Le Dénuement Fier
Dans l’âtre éteint d’un réduit sordide,
Où le dénuement lentement ronge et vide,
Un homme seul, drapé de frugalité,
Contemple un monde à jamais aliéné.
Célibataire ? Oui, par dessein altier,
Fuyant ce marché où l’amour, mercenaire,
Se monnaie au gré des appétits voraces
Et des désirs trahis, vaines grimaces.
Il voit, hagard, l’implacable machine
Du Capital, Moloch à l’haleine malsaine,
Qui broie les humbles, suçant leur labeur,
Pour engraisser l’oligarchique rongeur.
Les étalages, phares d’un faux désir,
Illuminent l’obscur de leur vain plaisir.
Il passe, stoïque, indifférent aux leurres
Des biens clinquants, des bonheurs de quelques heures.
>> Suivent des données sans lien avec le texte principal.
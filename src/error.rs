use axum::{
    extract::rejection::{JsonRejection, PathRejection, QueryRejection},
    http::StatusCode,
    response::{IntoResponse, Response},
    Json,
};
use serde_json::json;
use thiserror::Error;
use tracing::error;

use crate::repository::retry::is_transient;

pub type AppResult<T> = Result<T, AppError>;

#[derive(Debug, Error)]
pub enum AppError {
    #[error("{0}")]
    NotFound(String),

    /// The request itself could not be parsed.
    #[error("{0}")]
    BadRequest(String),

    #[error("{0}")]
    Validation(String),

    #[error("{0}")]
    Conflict(String),

    /// Store unreachable after the retry budget was spent.
    #[error("storage temporarily unavailable: {0}")]
    Unavailable(String),

    #[error("database error: {0}")]
    Database(String),

    #[error("internal error: {0}")]
    Internal(String),
}

impl AppError {
    pub fn not_found(entity: &str, id: i64) -> Self {
        Self::NotFound(format!("{} {} not found", entity, id))
    }

    pub fn validation(msg: impl Into<String>) -> Self {
        Self::Validation(msg.into())
    }

    /// Maps an extractor rejection by the status axum chose for it.
    fn rejected(status: StatusCode, message: String) -> Self {
        if status == StatusCode::UNPROCESSABLE_ENTITY {
            Self::Validation(message)
        } else if status.is_server_error() {
            Self::Internal(message)
        } else {
            Self::BadRequest(message)
        }
    }

    pub fn status_code(&self) -> StatusCode {
        match self {
            Self::NotFound(_) => StatusCode::NOT_FOUND,
            Self::BadRequest(_) => StatusCode::BAD_REQUEST,
            Self::Validation(_) => StatusCode::UNPROCESSABLE_ENTITY,
            Self::Conflict(_) => StatusCode::CONFLICT,
            Self::Unavailable(_) => StatusCode::SERVICE_UNAVAILABLE,
            Self::Database(_) | Self::Internal(_) => StatusCode::INTERNAL_SERVER_ERROR,
        }
    }
}

impl From<sqlx::Error> for AppError {
    fn from(err: sqlx::Error) -> Self {
        match err {
            sqlx::Error::RowNotFound => Self::NotFound("row not found".to_string()),
            ref e if is_transient(e) => Self::Unavailable(e.to_string()),
            e => Self::Database(e.to_string()),
        }
    }
}

impl From<JsonRejection> for AppError {
    fn from(rejection: JsonRejection) -> Self {
        Self::rejected(rejection.status(), rejection.body_text())
    }
}

impl From<PathRejection> for AppError {
    fn from(rejection: PathRejection) -> Self {
        Self::rejected(rejection.status(), rejection.body_text())
    }
}

impl From<QueryRejection> for AppError {
    fn from(rejection: QueryRejection) -> Self {
        Self::rejected(rejection.status(), rejection.body_text())
    }
}

impl From<csv::Error> for AppError {
    fn from(err: csv::Error) -> Self {
        Self::Internal(err.to_string())
    }
}

impl IntoResponse for AppError {
    fn into_response(self) -> Response {
        let status = self.status_code();
        if status.is_server_error() {
            error!(status = status.as_u16(), error = %self, "Request failed");
        }

        // Store internals stay in the log, not in the body.
        let message = match &self {
            Self::Database(_) | Self::Internal(_) => "internal server error".to_string(),
            other => other.to_string(),
        };

        (
            status,
            Json(json!({ "status": status.as_u16(), "message": message })),
        )
            .into_response()
    }
}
Pourquoi nul hymen ? C’est que son âme fière
Méprise l’échange où le cœur se marchande,
Où les sentiments, pesés au trébuchet,
S’achètent à crédit pour un maigre forfait.
Son grabat est rude, son écuelle est mince,
Mais son esprit libre, d’aucun joug ne se pince.
Il observe la foule, esclave volontaire,
Courir au sifflet, sous le fouet salaire.
Lui, préfère l’ombre et sa paix chichement octroyée,
Son indigence même, comme une armure déployée
Contre le système vorace et pervers
Qui de l’être humain ne fait qu’un univers
De chiffres glacés, de profits sans merci,
Où l’âme s’effrite, où l’humain a péri.
Ses mains sont vides, son trésor est secret :
Une révolte sourde, un mépris complet
Pour l’ordre établi, l’engrenage huilé
Où l’homme n’est plus qu’un rouage isolé.
Son vrai luxe ? C’est son refus oblique,
Sa dignité roche, en dépit de la critique.
Pauvre d’écus, mais riche d’un courroux
Qui brûle en silence et ne s’éteindra plus.
Il est le témoin, le grain de sable obstiné,
Dans la grande mascarade où tout est monnayé.